Demolishing property on a village green
There are only three days left to listen again to last Friday's You and Yours programme on Radio Four, but in this programme - see http://www.bbc.co.uk/programmes/b00slb1k#p0089w07 - there is an interesting discussion of the possibility of an affordable housing developer having to demolish houses on land that becomes registered as a town or village green after development has commenced. Is this the right outcome? DEFRA thinks so. Its published view of the position is as follows:
“What happens if a landowner decides to develop the land before an application for registration is made? It is for the landowner to decide whether to go ahead and develop his land. In the vast majority of cases, the landowner will know whether the past use of the land is capable of supporting a claim for registration as a green, and may act accordingly. In those cases where doubt may arise, section 15 ensures that the landowner may confidently proceed without risk of an application two years after any use of the land has been effectively challenged (as a transitional measure, a period of up to five years will apply from 6 April 2007 in relation to any effective challenge made before that date).

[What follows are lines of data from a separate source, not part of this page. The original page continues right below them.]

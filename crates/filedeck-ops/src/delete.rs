//! Trash and permanent-delete batches.

use std::path::PathBuf;
use std::sync::Arc;

use filedeck_core::Process;

use crate::engine::OpsContext;
use crate::tracker::{run_blocking, ProcessTracker};
use crate::trash::permanently_delete;

/// Remove `items` in order, stopping at the first failure.
///
/// `done` counts removed items; items after a failure are left untouched.
pub(crate) async fn remove_batch(
    ctx: Arc<OpsContext>,
    tracker: ProcessTracker,
    items: Vec<PathBuf>,
    permanent: bool,
) -> Process {
    tracker.announce().await;
    let ticker = tracker.ticker();

    for item in items {
        if let Err(e) = ticker.check_cancelled() {
            return tracker.fail(&item, &e).await;
        }

        let trash = Arc::clone(&ctx.trash);
        let path = item.clone();
        let result = run_blocking(move || {
            if permanent {
                permanently_delete(&path)
            } else {
                trash.move_to_trash(&path)
            }
        })
        .await;

        match result {
            Ok(()) => ticker.advance(&item, 1),
            Err(e) => return tracker.fail(&item, &e).await,
        }
    }

    tracker.succeed().await
}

The courts have ruled that land does not become a green until it is actually registered, and the 19th century statutes protecting greens are unlikely to apply to works or encroachments that were made prior to registration. However, if building work has gone ahead and the land is subsequently registered, it seems that the local inhabitants will have recognised recreational rights over the land and it may be that the courts will have to determine how such rights can lawfully continue to be exercised where the works interfere with such use. Depending on the circumstances it is, in our view, possible that the building works would eventually have to be removed.”